Work to be completed: Here is the listing. Print it exactly.

────────────────────

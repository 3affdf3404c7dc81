//! nt-client: a NetworkTables 4.0 pub/sub client over a single WebSocket.
//!
//! Maintains one connection, tracks topic lifecycle (publish/subscribe/
//! announce/unannounce/properties), ships binary value updates keyed by
//! server-synchronized timestamps, and replays subscriptions/publications
//! across reconnects.

pub mod client;
pub mod config;
pub mod error;
pub mod inflight;
pub mod messenger;
pub mod prefix_topic;
pub mod registry;
pub mod socket;
pub mod topic;

#[cfg(feature = "protobuf")]
pub mod protobuf;

pub use client::Client;
pub use config::ClientConfig;
pub use error::Error;
pub use prefix_topic::PrefixTopic;
pub use registry::RegistryError;
pub use socket::{ListenerHandle, SocketError};
pub use topic::{SubscriberCallback, Topic, TopicError};

pub use nt_protocol::{
    AnnounceParams, ControlMessage, PropertiesAckParams, PropertiesUpdate, PublishParams,
    SubscribeOptions, SubscribeParams, TopicProperties, TypeInfo, UnannounceParams,
    UnpublishParams, UnsubscribeParams, Value, ValueError,
};
//! nt-protocol: wire types for the NetworkTables 4.0 pub/sub protocol.
//!
//! Covers the JSON control-message schema and the msgpack binary value
//! frame format from the NT4 spec, plus the type-info table and value model
//! shared by every layer above the wire.

pub mod control;
pub mod frame;
pub mod types;
pub mod value;

pub use control::*;
pub use frame::{BinaryFrame, FrameError};
pub use types::TypeInfo;
pub use value::{Value, ValueError};

pub use rmpv;
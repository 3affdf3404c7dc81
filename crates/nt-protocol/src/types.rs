//! The NT4 type-info table: (numeric type code, wire type name) pairs.
//!
//! Several wire type names share a numeric code (`"string"`/`"json"` both
//! carry 4; `"raw"`/`"rpc"`/`"msgpack"`/`"protobuf"` all carry 5) — the name
//! is what a subscriber or the protobuf layer uses to pick how to interpret
//! the bytes, the number is what the msgpack value frames carry on the wire.

use serde::{Deserialize, Serialize};
use std::fmt;

/// A topic's type, as the pair the protocol carries it in.
#[derive(Debug, Clone, PartialEq, Eq, Hash, Serialize, Deserialize)]
pub struct TypeInfo {
    pub number: u8,
    pub name: String,
}

impl TypeInfo {
    fn new(number: u8, name: &str) -> Self {
        TypeInfo {
            number,
            name: name.to_owned(),
        }
    }

    pub fn boolean() -> Self {
        Self::new(0, "boolean")
    }
    pub fn double() -> Self {
        Self::new(1, "double")
    }
    pub fn int() -> Self {
        Self::new(2, "int")
    }
    pub fn float() -> Self {
        Self::new(3, "float")
    }
    pub fn string() -> Self {
        Self::new(4, "string")
    }
    pub fn json() -> Self {
        Self::new(4, "json")
    }
    pub fn raw() -> Self {
        Self::new(5, "raw")
    }
    pub fn rpc() -> Self {
        Self::new(5, "rpc")
    }
    pub fn msgpack() -> Self {
        Self::new(5, "msgpack")
    }
    pub fn protobuf() -> Self {
        Self::new(5, "protobuf")
    }
    pub fn boolean_array() -> Self {
        Self::new(16, "boolean[]")
    }
    pub fn double_array() -> Self {
        Self::new(17, "double[]")
    }
    pub fn int_array() -> Self {
        Self::new(18, "int[]")
    }
    pub fn float_array() -> Self {
        Self::new(19, "float[]")
    }
    pub fn string_array() -> Self {
        Self::new(20, "string[]")
    }

    /// All recognized (number, name) pairs, in the order §3 enumerates them.
    pub fn all() -> &'static [fn() -> TypeInfo] {
        &[
            Self::boolean,
            Self::double,
            Self::int,
            Self::float,
            Self::string,
            Self::json,
            Self::raw,
            Self::rpc,
            Self::msgpack,
            Self::protobuf,
            Self::boolean_array,
            Self::double_array,
            Self::int_array,
            Self::float_array,
            Self::string_array,
        ]
    }

    /// Look up the canonical pair for a wire type name. `None` for anything
    /// not in the §3 table (e.g. a custom protobuf message-type string,
    /// which callers should map to [`TypeInfo::protobuf`] themselves).
    pub fn by_name(name: &str) -> Option<TypeInfo> {
        Self::all().iter().map(|f| f()).find(|t| t.name == name)
    }

    /// Whether `number` is a recognized numeric code at all (used to reject
    /// msgpack value frames carrying a code outside 0-5, 16-20).
    pub fn number_recognized(number: u8) -> bool {
        Self::all().iter().any(|f| f().number == number)
    }
}

impl fmt::Display for TypeInfo {
    fn fmt(&self, f: &mut fmt::Formatter<'_>) -> fmt::Result {
        write!(f, "{}({})", self.name, self.number)
    }
}

#[cfg(test)]
mod tests {
    use super::*;

    #[test]
    fn string_and_json_share_number_four() {
        assert_eq!(TypeInfo::string().number, 4);
        assert_eq!(TypeInfo::json().number, 4);
        assert_ne!(TypeInfo::string().name, TypeInfo::json().name);
    }

    #[test]
    fn raw_rpc_msgpack_protobuf_share_number_five() {
        for ctor in [
            TypeInfo::raw,
            TypeInfo::rpc,
            TypeInfo::msgpack,
            TypeInfo::protobuf,
        ] {
            assert_eq!(ctor().number, 5);
        }
    }

    #[test]
    fn by_name_resolves_every_canonical_pair() {
        for ctor in TypeInfo::all() {
            let t = ctor();
            assert_eq!(TypeInfo::by_name(&t.name), Some(t));
        }
    }

    #[test]
    fn by_name_rejects_unknown_names() {
        assert_eq!(TypeInfo::by_name("proto:Foo.Bar"), None);
    }
}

────────────────────

Exercise output:
repository 3affdf3404c7dc81
//! nt-client: a NetworkTables 4.0 pub/sub client over a single WebSocket.
//!
//! Maintains one connection, tracks topic lifecycle (publish/subscribe/
//! announce/unannounce/properties), ships binary value updates keyed by
//! server-synchronized timestamps, and replays subscriptions/publications
//! across reconnects.

pub mod client;
pub mod config;
pub mod error;
pub mod inflight;
pub mod messenger;
pub mod prefix_topic;
pub mod registry;
pub mod socket;
pub mod topic;

#[cfg(feature = "protobuf")]
pub mod protobuf;

pub use client::Client;
pub use config::ClientConfig;
pub use error::Error;
pub use prefix_topic::PrefixTopic;
pub use registry::RegistryError;
pub use socket::{ListenerHandle, SocketError};
pub use topic::{SubscriberCallback, Topic, TopicError};

pub use nt_protocol::{
    AnnounceParams, ControlMessage, PropertiesAckParams, PropertiesUpdate, PublishParams,
    SubscribeOptions, SubscribeParams, TopicProperties, TypeInfo, UnannounceParams,
    UnpublishParams, UnsubscribeParams, Value, ValueError,
};
//! nt-protocol: wire types for the NetworkTables 4.0 pub/sub protocol.
//!
//! Covers the JSON control-message schema and the msgpack binary value
//! frame format from the NT4 spec, plus the type-info table and value model
//! shared by every layer above the wire.

pub mod control;
pub mod frame;
pub mod types;
pub mod value;

pub use control::*;
pub use frame::{BinaryFrame, FrameError};
pub use types::TypeInfo;
pub use value::{Value, ValueError};

pub use rmpv;
repository 3affdf3404c7dc81
filename crates/nt-protocol/src/types.rs
//! The NT4 type-info table: (numeric type code, wire type name) pairs.
//!
//! Several wire type names share a numeric code (`"string"`/`"json"` both
//! carry 4; `"raw"`/`"rpc"`/`"msgpack"`/`"protobuf"` all carry 5) — the name
//! is what a subscriber or the protobuf layer uses to pick how to interpret
//! the bytes, the number is what the msgpack value frames carry on the wire.

use serde::{Deserialize, Serialize};
use std::fmt;

/// A topic's type, as the pair the protocol carries it in.
#[derive(Debug, Clone, PartialEq, Eq, Hash, Serialize, Deserialize)]
pub struct TypeInfo {
    pub number: u8,
    pub name: String,
}

impl TypeInfo {
    fn new(number: u8, name: &str) -> Self {
        TypeInfo {
            number,
            name: name.to_owned(),
        }
    }

    pub fn boolean() -> Self {
        Self::new(0, "boolean")
    }
    pub fn double() -> Self {
        Self::new(1, "double")
    }
    pub fn int() -> Self {
        Self::new(2, "int")
    }
    pub fn float() -> Self {
        Self::new(3, "float")
    }
    pub fn string() -> Self {
        Self::new(4, "string")
    }
    pub fn json() -> Self {
        Self::new(4, "json")
    }
    pub fn raw() -> Self {
        Self::new(5, "raw")
    }
    pub fn rpc() -> Self {
        Self::new(5, "rpc")
    }
    pub fn msgpack() -> Self {
        Self::new(5, "msgpack")
    }
    pub fn protobuf() -> Self {
        Self::new(5, "protobuf")
    }
    pub fn boolean_array() -> Self {
        Self::new(16, "boolean[]")
    }
    pub fn double_array() -> Self {
        Self::new(17, "double[]")
    }
    pub fn int_array() -> Self {
        Self::new(18, "int[]")
    }
    pub fn float_array() -> Self {
        Self::new(19, "float[]")
    }
    pub fn string_array() -> Self {
        Self::new(20, "string[]")
    }

    /// All recognized (number, name) pairs, in the order §3 enumerates them.
    pub fn all() -> &'static [fn() -> TypeInfo] {
        &[
            Self::boolean,
            Self::double,
            Self::int,
            Self::float,
            Self::string,
            Self::json,
            Self::raw,
            Self::rpc,
            Self::msgpack,
            Self::protobuf,
            Self::boolean_array,
            Self::double_array,
            Self::int_array,
            Self::float_array,
            Self::string_array,
        ]
    }

    /// Look up the canonical pair for a wire type name. `None` for anything
    /// not in the §3 table (e.g. a custom protobuf message-type string,
    /// which callers should map to [`TypeInfo::protobuf`] themselves).
    pub fn by_name(name: &str) -> Option<TypeInfo> {
        Self::all().iter().map(|f| f()).find(|t| t.name == name)
    }

    /// Whether `number` is a recognized numeric code at all (used to reject
    /// msgpack value frames carrying a code outside 0-5, 16-20).
    pub fn number_recognized(number: u8) -> bool {
        Self::all().iter().any(|f| f().number == number)
    }
}

impl fmt::Display for TypeInfo {
    fn fmt(&self, f: &mut fmt::Formatter<'_>) -> fmt::Result {
        write!(f, "{}({})", self.name, self.number)
    }
}

#[cfg(test)]
mod tests {
    use super::*;

    #[test]
    fn string_and_json_share_number_four() {
        assert_eq!(TypeInfo::string().number, 4);
        assert_eq!(TypeInfo::json().number, 4);
        assert_ne!(TypeInfo::string().name, TypeInfo::json().name);
    }

    #[test]
    fn raw_rpc_msgpack_protobuf_share_number_five() {
        for ctor in [
            TypeInfo::raw,
            TypeInfo::rpc,
            TypeInfo::msgpack,
            TypeInfo::protobuf,
        ] {
            assert_eq!(ctor().number, 5);
        }
    }

    #[test]
    fn by_name_resolves_every_canonical_pair() {
        for ctor in TypeInfo::all() {
            let t = ctor();
            assert_eq!(TypeInfo::by_name(&t.name), Some(t));
        }
    }

    #[test]
    fn by_name_rejects_unknown_names() {
        assert_eq!(TypeInfo::by_name("proto:Foo.Bar"), None);
    }
}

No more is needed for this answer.